Abstract There is convincing evidence that the thiourea diafenthiuron is a proinsecticide which is converted to the carbodiimide CGA 140408. We have previously shown that CGA 140408 covalently binds to the proteolipid subunit of the F0 moiety of mitochondrial ATPase, thereby inhibiting ATPase activity, and to porin, a channel forming protein of the outer mitochondrial membrane. We now demonstrate by studying whole insect respiration and locomotive activity that CGA 140408 has a depressing effect like other mitochondrial inhibitors.
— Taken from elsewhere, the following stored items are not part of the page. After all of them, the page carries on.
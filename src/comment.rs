use crate::article::load_article;
use crate::auth::{CurrentUser, MaybeUser};
use crate::db::schema::{comments, users};
use crate::db::DbConnection;
use crate::profile::Profile;
use crate::types::*;
use crate::users::models::User;
use crate::utils::serialize_date;
use chrono::{NaiveDateTime, Utc};
use diesel::prelude::*;
use diesel::{delete as diesel_delete, insert_into};
use log::info;
use rocket::serde::json::Json;
use serde::{Deserialize, Serialize};
use serde_json::{json, Value};
use std::collections::HashSet;

const BODY_MAX: usize = 2048;

#[derive(Debug, Clone, PartialEq, Queryable, Identifiable)]
#[diesel(table_name = comments)]
pub struct Comment {
    pub id: i32,
    pub article_id: i32,
    pub author_id: i32,
    pub body: String,
    pub created_at: NaiveDateTime,
    pub updated_at: NaiveDateTime,
}

#[derive(Debug, Insertable)]
#[diesel(table_name = comments)]
struct NewComment<'a> {
    article_id: i32,
    author_id: i32,
    body: &'a str,
    created_at: NaiveDateTime,
    updated_at: NaiveDateTime,
}

impl Comment {
    pub fn create(
        article_id: i32,
        author_id: i32,
        body: &str,
        connection: &mut SqliteConnection,
    ) -> QueryResult<Comment> {
        let now = Utc::now().naive_utc();
        insert_into(comments::table)
            .values(&NewComment {
                article_id,
                author_id,
                body,
                created_at: now,
                updated_at: now,
            })
            .get_result::<Comment>(connection)
    }

    /// Comments on `article_id` with their authors, oldest first.
    pub fn for_article(
        article_id: i32,
        connection: &mut SqliteConnection,
    ) -> QueryResult<Vec<(Comment, User)>> {
        comments::table
            .inner_join(users::table)
            .filter(comments::article_id.eq(article_id))
            .order((comments::created_at.asc(), comments::id.asc()))
            .load::<(Comment, User)>(connection)
    }

    pub fn find(id: i32, connection: &mut SqliteConnection) -> QueryResult<Option<Comment>> {
        comments::table.find(id).first::<Comment>(connection).optional()
    }

    pub fn delete(&self, connection: &mut SqliteConnection) -> QueryResult<()> {
        diesel_delete(self).execute(connection)?;
        Ok(())
    }
}

#[derive(Serialize, Debug)]
#[serde(rename_all = "camelCase")]
pub struct CommentView {
    id: i32,
    #[serde(serialize_with = "serialize_date")]
    created_at: NaiveDateTime,
    #[serde(serialize_with = "serialize_date")]
    updated_at: NaiveDateTime,
    body: String,
    author: Profile,
}

impl From<(Comment, Profile)> for CommentView {
    fn from((comment, author): (Comment, Profile)) -> Self {
        CommentView {
            id: comment.id,
            created_at: comment.created_at,
            updated_at: comment.updated_at,
            body: comment.body,
            author,
        }
    }
}

#[derive(Debug, Deserialize)]
pub struct CommentBody {
    body: String,
}

#[derive(Debug, Deserialize, Serialize)]
pub struct CommentContainer<T> {
    comment: T,
}

#[derive(Debug, Serialize)]
pub struct CommentsContainer<T> {
    comments: T,
}

impl Validate for CommentContainer<CommentBody> {
    type Draft = String;

    fn validate(self, _connection: &mut SqliteConnection) -> Result<Self::Draft, ApiError> {
        let body = self.comment.body;
        let mut errors = FieldErrors::default();
        if errors.check_present("body", &body) {
            errors.check_length("body", &body, None, Some(BODY_MAX));
        }
        errors.into_result()?;
        Ok(body)
    }
}

#[post("/articles/<slug>/comments", data = "<details>")]
pub fn add(
    current_user: CurrentUser,
    mut connection: DbConnection,
    slug: &str,
    details: Payload<'_, CommentContainer<CommentBody>>,
) -> Created<CommentContainer<CommentView>> {
    let user = current_user?;
    let body = bind(details)?.validate(&mut connection)?;
    let article = load_article(slug, &mut connection)?;
    let comment = Comment::create(article.id, user.id, &body, &mut connection)?;
    info!("{} commented on {}", user.username, article.slug);

    // Commenters never follow themselves.
    let author = user.profile(false);
    Ok(created(CommentContainer {
        comment: (comment, author).into(),
    }))
}

#[get("/articles/<slug>/comments")]
pub fn list(
    viewer: MaybeUser,
    mut connection: DbConnection,
    slug: &str,
) -> ApiResult<CommentsContainer<Vec<CommentView>>> {
    let viewer = viewer?.0;
    let article = load_article(slug, &mut connection)?;
    let data = Comment::for_article(article.id, &mut connection)?;

    let following = match &viewer {
        Some(viewer) => {
            let authors = data.iter().map(|(_, author)| author.id).collect::<Vec<i32>>();
            viewer.following_among(&authors, &mut connection)?
        }
        None => HashSet::new(),
    };
    let comments = data
        .into_iter()
        .map(|(comment, author)| {
            let profile = author.profile(following.contains(&author.id));
            (comment, profile).into()
        })
        .collect();
    Ok(Json(CommentsContainer { comments }))
}

#[delete("/articles/<slug>/comments/<id>")]
pub fn delete(
    current_user: CurrentUser,
    mut connection: DbConnection,
    slug: &str,
    id: &str,
) -> ApiResult<Value> {
    let user = current_user?;
    let article = load_article(slug, &mut connection)?;
    let missing = || ApiError::not_found("comment", "Invalid id");

    let id = id.parse::<i32>().map_err(|_| missing())?;
    let comment = Comment::find(id, &mut connection)?
        .filter(|comment| comment.article_id == article.id)
        .ok_or_else(missing)?;
    if comment.author_id != user.id {
        return Err(ApiError::forbidden("comment", "only the author may delete"));
    }
    comment.delete(&mut connection)?;
    info!("{} deleted comment {} on {}", user.username, comment.id, article.slug);
    Ok(Json(json!({ "comment": "Delete success" })))
}

#[cfg(test)]
mod tests {
    use super::*;
    use crate::article::models::tests::create_article;
    use crate::db::test_support::TestDb;
    use crate::users::models::tests::create_user;

    fn body_errors(body: &str) -> Option<FieldErrors> {
        let db = TestDb::new();
        let mut conn = db.conn();
        let container = CommentContainer {
            comment: CommentBody { body: body.to_owned() },
        };
        match container.validate(&mut conn) {
            Ok(_) => None,
            Err(ApiError::Validation(errors)) => Some(errors),
            Err(other) => panic!("unexpected error {:?}", other),
        }
    }

    #[test]
    fn body_rules() {
        assert!(body_errors("Thank you so much!").is_none());
        assert!(body_errors(&"x".repeat(BODY_MAX)).is_none());
        assert!(body_errors("   ").unwrap().get("body").is_some());
        assert_eq!(
            body_errors(&"x".repeat(BODY_MAX + 1)).unwrap().get("body").unwrap(),
            ["is too long (maximum is 2048 characters)".to_string()]
        );
    }

    #[test]
    fn comments_list_in_creation_order() {
        let db = TestDb::new();
        let mut conn = db.conn();
        let jake = create_user("jake", &mut conn);
        let jane = create_user("jane", &mut conn);
        let article = create_article(&jake, "Talk to me", &[], &mut conn);

        let first = Comment::create(article.id, jane.id, "first", &mut conn).unwrap();
        let second = Comment::create(article.id, jake.id, "second", &mut conn).unwrap();

        let listed = Comment::for_article(article.id, &mut conn).unwrap();
        let ids: Vec<i32> = listed.iter().map(|(c, _)| c.id).collect();
        assert_eq!(ids, vec![first.id, second.id]);
        assert_eq!(listed[0].1.username, "jane");

        first.delete(&mut conn).unwrap();
        assert!(Comment::find(first.id, &mut conn).unwrap().is_none());
        assert_eq!(Comment::for_article(article.id, &mut conn).unwrap().len(), 1);
    }
}
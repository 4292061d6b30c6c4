use diesel::result::Error as DieselError;
use diesel::SqliteConnection;
use lazy_static::lazy_static;
use log::error;
use regex::Regex;
use rocket::http::Status;
use rocket::request::Request;
use rocket::response::status::Custom;
use rocket::response::{self, Responder};
use rocket::serde::json::{self, Json};
use serde::Serialize;
use serde_json::error::Category;
use serde_json::json;
use std::collections::BTreeMap;

/// Binds a payload into a draft entity and checks the draft's constraints.
pub trait Validate
where
    Self: Sized,
{
    type Draft;
    fn validate(self, connection: &mut SqliteConnection) -> Result<Self::Draft, ApiError>;
}

#[derive(Debug)]
pub enum ApiError {
    Diesel(DieselError),
    Validation(FieldErrors),
    BadRequest(FieldErrors),
    NotFound(FieldErrors),
    Forbidden(FieldErrors),
    Unauthorized(FieldErrors),
    Internal,
}

impl ApiError {
    pub fn not_found<K: Into<String>, V: Into<String>>(key: K, reason: V) -> ApiError {
        ApiError::NotFound(FieldErrors::from(key, reason))
    }

    pub fn forbidden<K: Into<String>, V: Into<String>>(key: K, reason: V) -> ApiError {
        ApiError::Forbidden(FieldErrors::from(key, reason))
    }

    pub fn unauthorized<V: Into<String>>(reason: V) -> ApiError {
        ApiError::Unauthorized(FieldErrors::from("token", reason))
    }

    pub fn status(&self) -> Status {
        match self {
            ApiError::Diesel(DieselError::NotFound) => Status::NotFound,
            ApiError::Diesel(_) | ApiError::Internal => Status::InternalServerError,
            ApiError::Validation(_) => Status::UnprocessableEntity,
            ApiError::BadRequest(_) => Status::BadRequest,
            ApiError::NotFound(_) => Status::NotFound,
            ApiError::Forbidden(_) => Status::Forbidden,
            ApiError::Unauthorized(_) => Status::Unauthorized,
        }
    }
}

impl From<DieselError> for ApiError {
    fn from(err: DieselError) -> ApiError {
        ApiError::Diesel(err)
    }
}

impl From<FieldErrors> for ApiError {
    fn from(err: FieldErrors) -> ApiError {
        ApiError::Validation(err)
    }
}

pub type ApiResult<T> = Result<Json<T>, ApiError>;
pub type Created<T> = Result<Custom<Json<T>>, ApiError>;

pub fn created<T>(value: T) -> Custom<Json<T>> {
    Custom(Status::Created, Json(value))
}

/// Field name to reasons, serialized as the body of every error response.
#[derive(Debug, Serialize, Default, PartialEq)]
pub struct FieldErrors(BTreeMap<String, Vec<String>>);

impl FieldErrors {
    pub fn add_error<K: Into<String>, V: Into<String>>(&mut self, key: K, val: V) {
        let entry = self.0.entry(key.into()).or_default();
        entry.push(val.into());
    }

    pub fn from<K: Into<String>, V: Into<String>>(key: K, val: V) -> Self {
        let mut error = FieldErrors::default();
        error.add_error(key, val);
        error
    }

    pub fn len(&self) -> usize {
        self.0.len()
    }

    pub fn empty(&self) -> bool {
        self.len() == 0
    }

    pub fn get(&self, key: &str) -> Option<&[String]> {
        self.0.get(key).map(|v| v.as_slice())
    }

    /// `Ok(())` when nothing was recorded, otherwise a 422.
    pub fn into_result(self) -> Result<(), ApiError> {
        if self.empty() {
            Ok(())
        } else {
            Err(ApiError::Validation(self))
        }
    }

    pub fn check_present(&mut self, field: &str, value: &str) -> bool {
        if value.trim().is_empty() {
            self.add_error(field, "can't be blank");
            false
        } else {
            true
        }
    }

    pub fn check_length(&mut self, field: &str, value: &str, min: Option<usize>, max: Option<usize>) {
        let len = value.chars().count();
        if let Some(min) = min {
            if len < min {
                self.add_error(
                    field,
                    format!("is too short (minimum is {} characters)", min),
                );
            }
        }
        if let Some(max) = max {
            if len > max {
                self.add_error(
                    field,
                    format!("is too long (maximum is {} characters)", max),
                );
            }
        }
    }
}

impl<'r> Responder<'r, 'static> for ApiError {
    fn respond_to(self, req: &'r Request<'_>) -> response::Result<'static> {
        let status = self.status();
        let errors = match self {
            ApiError::Diesel(DieselError::NotFound) => FieldErrors::from("entity", "not found"),
            ApiError::Diesel(e) => {
                error!("database error on {} {}: {}", req.method(), req.uri(), e);
                FieldErrors::from("database", "internal error")
            }
            ApiError::Internal => {
                error!("internal error on {} {}", req.method(), req.uri());
                FieldErrors::from("server", "internal error")
            }
            ApiError::Validation(e)
            | ApiError::BadRequest(e)
            | ApiError::NotFound(e)
            | ApiError::Forbidden(e)
            | ApiError::Unauthorized(e) => e,
        };
        (status, Json(json!({ "errors": errors }))).respond_to(req)
    }
}

/// A JSON request body as handed to a handler: either the decoded value or
/// the reason it could not be decoded.
pub type Payload<'r, T> = Result<Json<T>, json::Error<'r>>;

lazy_static! {
    static ref MISSING_FIELD_RE: Regex = Regex::new(r"missing field `(\w+)`").unwrap();
}

/// Unwraps a request body. Bodies that are not JSON at all are a 400;
/// JSON of the wrong shape is a 422 keyed by the offending field.
pub fn bind<T>(payload: Payload<'_, T>) -> Result<T, ApiError> {
    match payload {
        Ok(Json(value)) => Ok(value),
        Err(json::Error::Io(e)) => Err(ApiError::BadRequest(FieldErrors::from(
            "body",
            format!("could not read request body: {}", e),
        ))),
        Err(json::Error::Parse(_, e)) => match e.classify() {
            Category::Data => {
                let message = e.to_string();
                let errors = match MISSING_FIELD_RE.captures(&message) {
                    Some(caps) => FieldErrors::from(&caps[1], "can't be blank"),
                    None => FieldErrors::from("request", message),
                };
                Err(ApiError::Validation(errors))
            }
            Category::Syntax | Category::Eof | Category::Io => Err(ApiError::BadRequest(
                FieldErrors::from("body", format!("malformed JSON: {}", e)),
            )),
        },
    }
}

#[cfg(test)]
mod tests {
    use super::*;

    #[test]
    fn reasons_accumulate_per_field() {
        let mut errors = FieldErrors::from("title", "can't be blank");
        errors.add_error("title", "is too short (minimum is 4 characters)");
        errors.add_error("body", "can't be blank");

        assert_eq!(errors.len(), 2);
        assert_eq!(errors.get("title").unwrap().len(), 2);
        assert_eq!(errors.get("body").unwrap(), ["can't be blank".to_string()]);
    }

    #[test]
    fn length_checks_count_characters() {
        let mut errors = FieldErrors::default();
        errors.check_length("title", "ééé", Some(4), None);
        assert!(errors.get("title").is_some());

        let mut errors = FieldErrors::default();
        errors.check_length("title", "éééé", Some(4), Some(4));
        assert!(errors.empty());
    }

    #[test]
    fn serializes_as_field_to_reasons() {
        let errors = FieldErrors::from("body", "is too long (maximum is 2048 characters)");
        let value = serde_json::to_value(&errors).unwrap();
        assert_eq!(
            value,
            json!({ "body": ["is too long (maximum is 2048 characters)"] })
        );
    }

    #[test]
    fn statuses_follow_the_taxonomy() {
        assert_eq!(ApiError::unauthorized("x").status(), Status::Unauthorized);
        assert_eq!(ApiError::forbidden("a", "b").status(), Status::Forbidden);
        assert_eq!(ApiError::not_found("a", "b").status(), Status::NotFound);
        assert_eq!(
            ApiError::from(FieldErrors::from("a", "b")).status(),
            Status::UnprocessableEntity
        );
        assert_eq!(ApiError::Diesel(DieselError::NotFound).status(), Status::NotFound);
        assert_eq!(
            ApiError::Diesel(DieselError::RollbackTransaction).status(),
            Status::InternalServerError
        );
    }
}
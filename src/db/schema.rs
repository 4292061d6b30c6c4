diesel::table! {
    article_tags (article_id, tag_id) {
        article_id -> Integer,
        tag_id -> Integer,
        position -> Integer,
    }
}

diesel::table! {
    articles (id) {
        id -> Integer,
        author_id -> Integer,
        slug -> Text,
        title -> Text,
        description -> Text,
        body -> Text,
        created_at -> Timestamp,
        updated_at -> Timestamp,
    }
}

diesel::table! {
    comments (id) {
        id -> Integer,
        article_id -> Integer,
        author_id -> Integer,
        body -> Text,
        created_at -> Timestamp,
        updated_at -> Timestamp,
    }
}

diesel::table! {
    favorites (user_id, article_id) {
        user_id -> Integer,
        article_id -> Integer,
    }
}

diesel::table! {
    follows (follower_id, followed_id) {
        follower_id -> Integer,
        followed_id -> Integer,
    }
}

diesel::table! {
    tags (id) {
        id -> Integer,
        name -> Text,
    }
}

diesel::table! {
    users (id) {
        id -> Integer,
        username -> Text,
        email -> Text,
        password_hash -> Text,
        bio -> Nullable<Text>,
        image -> Nullable<Text>,
    }
}

diesel::joinable!(article_tags -> articles (article_id));
diesel::joinable!(article_tags -> tags (tag_id));
diesel::joinable!(articles -> users (author_id));
diesel::joinable!(comments -> articles (article_id));
diesel::joinable!(comments -> users (author_id));
diesel::joinable!(favorites -> articles (article_id));
diesel::joinable!(favorites -> users (user_id));

diesel::allow_tables_to_appear_in_same_query!(
    article_tags,
    articles,
    comments,
    favorites,
    follows,
    tags,
    users,
);
use crate::db::schema::{article_tags, tags};
use crate::db::DbConnection;
use crate::types::ApiResult;
use diesel::prelude::*;
use diesel::{delete, insert_into, insert_or_ignore_into};
use rocket::serde::json::Json;
use serde::Serialize;
use std::collections::HashMap;

#[derive(Debug, Clone, PartialEq, Queryable, Identifiable)]
#[diesel(table_name = tags)]
pub struct Tag {
    pub id: i32,
    pub name: String,
}

impl Tag {
    pub fn find_or_create(name: &str, connection: &mut SqliteConnection) -> QueryResult<Tag> {
        insert_or_ignore_into(tags::table)
            .values(tags::name.eq(name))
            .execute(connection)?;
        tags::table
            .filter(tags::name.eq(name))
            .first::<Tag>(connection)
    }

    pub fn all_names(connection: &mut SqliteConnection) -> QueryResult<Vec<String>> {
        tags::table
            .select(tags::name)
            .order(tags::name.asc())
            .load::<String>(connection)
    }
}

/// Trims, drops blanks and collapses repeats while keeping first-seen order.
fn normalize(names: &[String]) -> Vec<&str> {
    let mut seen = Vec::new();
    for name in names.iter().map(|n| n.trim()).filter(|n| !n.is_empty()) {
        if !seen.contains(&name) {
            seen.push(name);
        }
    }
    seen
}

/// Replaces the tag set of `article_id` with `names`, in the order given.
pub fn set_tags(
    article_id: i32,
    names: &[String],
    connection: &mut SqliteConnection,
) -> QueryResult<()> {
    connection.transaction(|connection| {
        delete(article_tags::table.filter(article_tags::article_id.eq(article_id)))
            .execute(connection)?;
        for (position, name) in normalize(names).into_iter().enumerate() {
            let tag = Tag::find_or_create(name, connection)?;
            insert_into(article_tags::table)
                .values((
                    article_tags::article_id.eq(article_id),
                    article_tags::tag_id.eq(tag.id),
                    article_tags::position.eq(position as i32),
                ))
                .execute(connection)?;
        }
        Ok(())
    })
}

/// Tag names per article, each list in the order the tags were set.
pub fn names_for(
    article_ids: &[i32],
    connection: &mut SqliteConnection,
) -> QueryResult<HashMap<i32, Vec<String>>> {
    let rows = article_tags::table
        .inner_join(tags::table)
        .filter(article_tags::article_id.eq_any(article_ids))
        .order((article_tags::article_id, article_tags::position))
        .select((article_tags::article_id, tags::name))
        .load::<(i32, String)>(connection)?;

    let mut by_article: HashMap<i32, Vec<String>> = HashMap::new();
    for (article_id, name) in rows {
        by_article.entry(article_id).or_default().push(name);
    }
    Ok(by_article)
}

#[derive(Debug, Serialize)]
pub struct TagsResponse {
    tags: Vec<String>,
}

#[get("/tags")]
pub fn list(mut connection: DbConnection) -> ApiResult<TagsResponse> {
    Ok(Json(TagsResponse {
        tags: Tag::all_names(&mut connection)?,
    }))
}

#[cfg(test)]
mod tests {
    use super::*;
    use crate::article::models::tests::create_article;
    use crate::db::test_support::TestDb;
    use crate::users::models::tests::create_user;

    fn names(list: &[&str]) -> Vec<String> {
        list.iter().map(|s| s.to_string()).collect()
    }

    #[test]
    fn normalize_collapses_repeats() {
        let input = names(&[" rust ", "", "dragons", "rust", "  "]);
        assert_eq!(normalize(&input), vec!["rust", "dragons"]);
    }

    #[test]
    fn retagging_reuses_existing_tags() {
        let db = TestDb::new();
        let mut conn = db.conn();
        let author = create_user("jake", &mut conn);
        let article = create_article(&author, "How to train your dragon", &[], &mut conn);

        set_tags(article.id, &names(&["a", "b"]), &mut conn).unwrap();
        set_tags(article.id, &names(&["a", "b", "c"]), &mut conn).unwrap();

        assert_eq!(Tag::all_names(&mut conn).unwrap(), names(&["a", "b", "c"]));
        let tagged = names_for(&[article.id], &mut conn).unwrap();
        assert_eq!(tagged[&article.id], names(&["a", "b", "c"]));
    }

    #[test]
    fn tags_keep_client_order() {
        let db = TestDb::new();
        let mut conn = db.conn();
        let author = create_user("jake", &mut conn);
        let article = create_article(&author, "Ordering matters", &[], &mut conn);

        set_tags(article.id, &names(&["zeta", "alpha", "zeta", "mid"]), &mut conn).unwrap();
        let tagged = names_for(&[article.id], &mut conn).unwrap();
        assert_eq!(tagged[&article.id], names(&["zeta", "alpha", "mid"]));
    }

    #[test]
    fn empty_list_clears_tags() {
        let db = TestDb::new();
        let mut conn = db.conn();
        let author = create_user("jake", &mut conn);
        let article = create_article(&author, "Soon untagged", &["x", "y"], &mut conn);

        set_tags(article.id, &[], &mut conn).unwrap();
        assert!(names_for(&[article.id], &mut conn).unwrap().is_empty());
        // The tags themselves stay known.
        assert_eq!(Tag::all_names(&mut conn).unwrap(), names(&["x", "y"]));
    }
}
In Calliphora, the reduction of respiration is due to decreased locomotive activity since biochemical studies on thoraces show that only 10-20% of total mitochondrial ATP synthesis capacity is blocked shortly before death. Furthermore, we find no inhibition of the energy metabolism of thoracic flight muscles as evidence by 31P NMR studies. In contrast to the flight muscles studied in Calliphora, mitochondrial inhibition is prominent in several tissues as shown in Locusta where mitochondrial ATPase is blocked up to 80% in vivo. Not all locust tissues are affected to the same extent. Blocking of ATPase activity correlates well with the extent of intoxication and paralysis. In the nervous system, the block of mitochondrial ATPase is further paralleled by a reduction of ATP concentration by more than 50%. We conclude that not all mitochondria of a tissue have to be blocked to achieve a lethal effect, and that it may be sufficient if only some mitochondria are inhibited. Our data suggest that inhibition of energy metabolism is the primary mode of action of CGA 140408 in vivo. The results explain the observed paralytic symptoms and the stop of feeding as the early sign of poisoning.